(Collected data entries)

-------------------------

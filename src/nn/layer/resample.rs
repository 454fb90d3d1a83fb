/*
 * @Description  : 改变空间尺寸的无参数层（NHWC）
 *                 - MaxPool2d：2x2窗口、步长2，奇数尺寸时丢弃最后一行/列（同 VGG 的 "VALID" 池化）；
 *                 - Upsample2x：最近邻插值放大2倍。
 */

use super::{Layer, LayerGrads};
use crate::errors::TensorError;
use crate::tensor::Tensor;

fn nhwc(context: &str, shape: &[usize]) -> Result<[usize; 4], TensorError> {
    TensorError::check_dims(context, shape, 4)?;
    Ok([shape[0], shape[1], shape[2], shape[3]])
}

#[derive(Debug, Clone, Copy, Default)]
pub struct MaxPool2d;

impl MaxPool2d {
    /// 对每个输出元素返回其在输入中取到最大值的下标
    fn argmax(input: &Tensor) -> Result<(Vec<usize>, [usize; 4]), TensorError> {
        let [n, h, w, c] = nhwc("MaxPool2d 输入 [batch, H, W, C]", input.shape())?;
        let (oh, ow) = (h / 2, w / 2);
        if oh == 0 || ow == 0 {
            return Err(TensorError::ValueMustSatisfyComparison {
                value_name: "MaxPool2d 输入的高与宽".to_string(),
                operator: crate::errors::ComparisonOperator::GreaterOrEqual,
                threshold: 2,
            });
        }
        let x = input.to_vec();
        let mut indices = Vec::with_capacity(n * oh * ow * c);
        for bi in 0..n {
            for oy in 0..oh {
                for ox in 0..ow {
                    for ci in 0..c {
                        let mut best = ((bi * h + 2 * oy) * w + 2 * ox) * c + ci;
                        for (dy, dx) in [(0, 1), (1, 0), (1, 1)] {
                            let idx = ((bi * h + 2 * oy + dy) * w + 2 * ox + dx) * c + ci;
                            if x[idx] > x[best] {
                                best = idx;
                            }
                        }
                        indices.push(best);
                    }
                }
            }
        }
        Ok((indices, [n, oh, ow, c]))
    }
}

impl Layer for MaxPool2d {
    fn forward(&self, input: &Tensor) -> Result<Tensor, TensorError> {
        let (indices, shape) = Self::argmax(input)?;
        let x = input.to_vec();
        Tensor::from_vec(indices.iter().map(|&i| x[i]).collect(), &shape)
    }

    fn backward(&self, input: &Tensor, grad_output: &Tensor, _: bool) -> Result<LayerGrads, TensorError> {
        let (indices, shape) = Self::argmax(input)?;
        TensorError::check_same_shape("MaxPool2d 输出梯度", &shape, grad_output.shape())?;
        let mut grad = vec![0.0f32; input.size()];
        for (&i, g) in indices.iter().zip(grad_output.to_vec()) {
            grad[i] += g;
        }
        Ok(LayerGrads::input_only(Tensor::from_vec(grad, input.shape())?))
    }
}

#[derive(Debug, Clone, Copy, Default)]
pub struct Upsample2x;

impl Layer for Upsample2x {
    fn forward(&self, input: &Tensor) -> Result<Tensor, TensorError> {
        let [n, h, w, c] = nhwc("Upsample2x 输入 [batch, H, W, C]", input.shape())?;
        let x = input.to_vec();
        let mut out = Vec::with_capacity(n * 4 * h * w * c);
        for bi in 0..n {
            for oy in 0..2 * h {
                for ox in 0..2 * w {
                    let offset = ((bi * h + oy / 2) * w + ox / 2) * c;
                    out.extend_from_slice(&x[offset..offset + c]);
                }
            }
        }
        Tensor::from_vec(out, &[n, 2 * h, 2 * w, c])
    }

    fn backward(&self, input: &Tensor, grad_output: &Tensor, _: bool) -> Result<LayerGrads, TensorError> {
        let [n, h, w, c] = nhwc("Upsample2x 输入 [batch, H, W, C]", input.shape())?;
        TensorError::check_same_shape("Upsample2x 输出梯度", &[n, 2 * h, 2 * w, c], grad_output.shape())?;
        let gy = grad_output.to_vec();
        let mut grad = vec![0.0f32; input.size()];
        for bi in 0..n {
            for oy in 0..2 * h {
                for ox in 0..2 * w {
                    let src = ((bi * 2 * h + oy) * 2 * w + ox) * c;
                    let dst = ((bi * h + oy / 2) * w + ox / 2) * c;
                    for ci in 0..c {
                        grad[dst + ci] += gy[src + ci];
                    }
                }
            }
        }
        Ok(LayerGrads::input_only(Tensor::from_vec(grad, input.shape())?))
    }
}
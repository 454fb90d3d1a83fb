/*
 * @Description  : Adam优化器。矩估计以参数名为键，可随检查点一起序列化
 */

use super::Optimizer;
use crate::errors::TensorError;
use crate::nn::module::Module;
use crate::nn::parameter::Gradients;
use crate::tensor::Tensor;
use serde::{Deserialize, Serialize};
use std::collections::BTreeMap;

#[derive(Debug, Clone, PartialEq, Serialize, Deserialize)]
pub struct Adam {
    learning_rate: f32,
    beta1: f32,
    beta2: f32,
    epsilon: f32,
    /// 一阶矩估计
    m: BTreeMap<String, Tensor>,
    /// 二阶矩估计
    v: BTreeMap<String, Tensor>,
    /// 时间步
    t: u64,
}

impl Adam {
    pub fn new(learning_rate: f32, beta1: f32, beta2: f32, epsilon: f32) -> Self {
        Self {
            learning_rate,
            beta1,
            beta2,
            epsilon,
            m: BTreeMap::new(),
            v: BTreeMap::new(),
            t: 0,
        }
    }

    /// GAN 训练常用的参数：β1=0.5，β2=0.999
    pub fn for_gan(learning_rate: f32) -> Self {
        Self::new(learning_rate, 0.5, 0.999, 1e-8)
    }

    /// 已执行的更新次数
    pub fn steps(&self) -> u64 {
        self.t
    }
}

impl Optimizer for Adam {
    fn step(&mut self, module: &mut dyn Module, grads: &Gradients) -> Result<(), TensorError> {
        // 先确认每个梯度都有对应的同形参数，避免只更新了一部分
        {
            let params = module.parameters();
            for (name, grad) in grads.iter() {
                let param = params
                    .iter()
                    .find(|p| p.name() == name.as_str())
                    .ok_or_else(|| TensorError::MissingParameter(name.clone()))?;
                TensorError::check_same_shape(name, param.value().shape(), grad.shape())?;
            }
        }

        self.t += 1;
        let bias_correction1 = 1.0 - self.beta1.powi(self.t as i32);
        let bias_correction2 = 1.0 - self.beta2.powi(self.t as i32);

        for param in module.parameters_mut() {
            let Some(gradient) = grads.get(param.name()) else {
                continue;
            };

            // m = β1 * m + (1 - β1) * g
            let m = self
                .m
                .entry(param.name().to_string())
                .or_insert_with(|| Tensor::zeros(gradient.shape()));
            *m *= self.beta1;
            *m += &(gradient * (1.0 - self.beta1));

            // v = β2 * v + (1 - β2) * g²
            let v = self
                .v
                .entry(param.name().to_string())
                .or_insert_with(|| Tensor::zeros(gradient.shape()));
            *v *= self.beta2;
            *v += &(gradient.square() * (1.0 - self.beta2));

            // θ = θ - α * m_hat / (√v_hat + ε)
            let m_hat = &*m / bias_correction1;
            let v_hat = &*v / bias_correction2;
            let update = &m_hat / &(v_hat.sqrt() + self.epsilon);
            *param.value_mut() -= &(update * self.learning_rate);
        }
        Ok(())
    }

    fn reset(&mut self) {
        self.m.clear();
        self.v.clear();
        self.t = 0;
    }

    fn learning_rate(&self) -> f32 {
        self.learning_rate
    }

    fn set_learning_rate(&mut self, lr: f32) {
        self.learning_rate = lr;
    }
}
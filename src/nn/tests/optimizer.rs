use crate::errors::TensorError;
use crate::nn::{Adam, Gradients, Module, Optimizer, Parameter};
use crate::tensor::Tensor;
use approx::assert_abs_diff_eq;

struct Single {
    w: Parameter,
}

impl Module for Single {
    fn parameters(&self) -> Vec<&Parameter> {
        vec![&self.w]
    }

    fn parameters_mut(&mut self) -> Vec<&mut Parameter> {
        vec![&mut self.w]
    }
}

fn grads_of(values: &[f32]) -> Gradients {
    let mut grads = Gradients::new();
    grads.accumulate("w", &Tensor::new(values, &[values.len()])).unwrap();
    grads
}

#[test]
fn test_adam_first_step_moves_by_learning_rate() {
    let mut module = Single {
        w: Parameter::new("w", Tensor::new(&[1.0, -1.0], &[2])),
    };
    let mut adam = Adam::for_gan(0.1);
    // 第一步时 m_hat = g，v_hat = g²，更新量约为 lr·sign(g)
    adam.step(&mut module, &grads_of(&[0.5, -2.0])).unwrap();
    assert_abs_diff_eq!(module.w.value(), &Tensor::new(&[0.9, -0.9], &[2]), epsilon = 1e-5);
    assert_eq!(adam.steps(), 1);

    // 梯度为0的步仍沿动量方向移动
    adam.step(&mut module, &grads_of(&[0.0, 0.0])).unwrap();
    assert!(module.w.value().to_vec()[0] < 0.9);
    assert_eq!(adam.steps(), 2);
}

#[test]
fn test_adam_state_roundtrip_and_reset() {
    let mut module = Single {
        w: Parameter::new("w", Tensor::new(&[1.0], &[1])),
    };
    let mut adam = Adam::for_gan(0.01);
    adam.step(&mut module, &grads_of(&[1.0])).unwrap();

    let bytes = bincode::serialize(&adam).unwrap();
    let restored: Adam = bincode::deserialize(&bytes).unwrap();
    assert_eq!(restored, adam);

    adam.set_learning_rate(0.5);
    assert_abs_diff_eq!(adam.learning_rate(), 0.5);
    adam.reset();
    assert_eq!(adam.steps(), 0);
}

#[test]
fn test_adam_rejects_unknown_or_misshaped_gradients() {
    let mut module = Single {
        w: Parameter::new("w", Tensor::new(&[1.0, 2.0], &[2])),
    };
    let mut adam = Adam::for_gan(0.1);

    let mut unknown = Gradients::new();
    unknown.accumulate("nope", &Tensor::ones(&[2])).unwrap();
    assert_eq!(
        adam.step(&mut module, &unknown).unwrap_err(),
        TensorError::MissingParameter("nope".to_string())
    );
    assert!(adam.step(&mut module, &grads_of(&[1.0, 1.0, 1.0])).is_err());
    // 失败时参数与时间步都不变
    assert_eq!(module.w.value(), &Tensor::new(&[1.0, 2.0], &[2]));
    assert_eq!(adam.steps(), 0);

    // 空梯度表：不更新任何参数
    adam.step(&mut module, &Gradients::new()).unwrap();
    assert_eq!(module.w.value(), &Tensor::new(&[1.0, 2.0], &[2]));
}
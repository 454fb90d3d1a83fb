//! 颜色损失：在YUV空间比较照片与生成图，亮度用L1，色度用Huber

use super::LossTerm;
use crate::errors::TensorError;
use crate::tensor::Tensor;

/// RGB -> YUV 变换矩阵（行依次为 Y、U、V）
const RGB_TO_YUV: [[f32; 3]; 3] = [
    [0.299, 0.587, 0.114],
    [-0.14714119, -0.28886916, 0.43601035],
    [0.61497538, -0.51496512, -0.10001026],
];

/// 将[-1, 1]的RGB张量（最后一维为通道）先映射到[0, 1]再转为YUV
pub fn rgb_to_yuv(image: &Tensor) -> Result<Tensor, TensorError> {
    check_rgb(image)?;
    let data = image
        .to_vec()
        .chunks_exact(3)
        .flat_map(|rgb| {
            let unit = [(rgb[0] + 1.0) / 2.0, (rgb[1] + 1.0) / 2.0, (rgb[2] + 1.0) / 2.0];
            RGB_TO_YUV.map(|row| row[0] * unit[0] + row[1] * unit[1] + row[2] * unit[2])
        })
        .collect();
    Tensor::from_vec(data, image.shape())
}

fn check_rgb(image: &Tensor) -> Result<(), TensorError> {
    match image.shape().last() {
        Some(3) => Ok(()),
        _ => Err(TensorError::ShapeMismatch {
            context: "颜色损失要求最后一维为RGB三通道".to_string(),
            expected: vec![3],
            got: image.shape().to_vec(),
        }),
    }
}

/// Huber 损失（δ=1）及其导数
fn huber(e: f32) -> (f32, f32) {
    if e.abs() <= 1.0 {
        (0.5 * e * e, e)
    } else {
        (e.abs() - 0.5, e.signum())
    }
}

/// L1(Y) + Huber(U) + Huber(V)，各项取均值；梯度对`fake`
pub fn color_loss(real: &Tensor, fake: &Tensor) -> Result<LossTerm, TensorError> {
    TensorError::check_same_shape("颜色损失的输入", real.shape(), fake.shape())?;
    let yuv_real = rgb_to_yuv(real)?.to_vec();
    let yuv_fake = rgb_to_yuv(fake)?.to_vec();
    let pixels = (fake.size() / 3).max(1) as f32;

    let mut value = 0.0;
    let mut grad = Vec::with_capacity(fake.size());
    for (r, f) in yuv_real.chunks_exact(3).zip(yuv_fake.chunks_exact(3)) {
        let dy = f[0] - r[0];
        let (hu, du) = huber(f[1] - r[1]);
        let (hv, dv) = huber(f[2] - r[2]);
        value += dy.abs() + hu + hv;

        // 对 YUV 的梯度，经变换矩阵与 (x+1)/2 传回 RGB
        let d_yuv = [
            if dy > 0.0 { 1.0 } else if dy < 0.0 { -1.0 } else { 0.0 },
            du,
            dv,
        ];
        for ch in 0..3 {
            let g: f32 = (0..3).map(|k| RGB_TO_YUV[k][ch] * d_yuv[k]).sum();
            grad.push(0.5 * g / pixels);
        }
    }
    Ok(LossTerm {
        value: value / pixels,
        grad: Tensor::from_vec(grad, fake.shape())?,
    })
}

-------------------------

> _What the task asks_:
Which lines hold the word "context"? Copy each of them from the records.

> _Written solution_:
fn nhwc(context: &str, shape: &[usize]) -> Result<[usize; 4], TensorError> {
    TensorError::check_dims(context, shape, 4)?;
            context: "颜色损失要求最后一维为RGB三通道".to_string(),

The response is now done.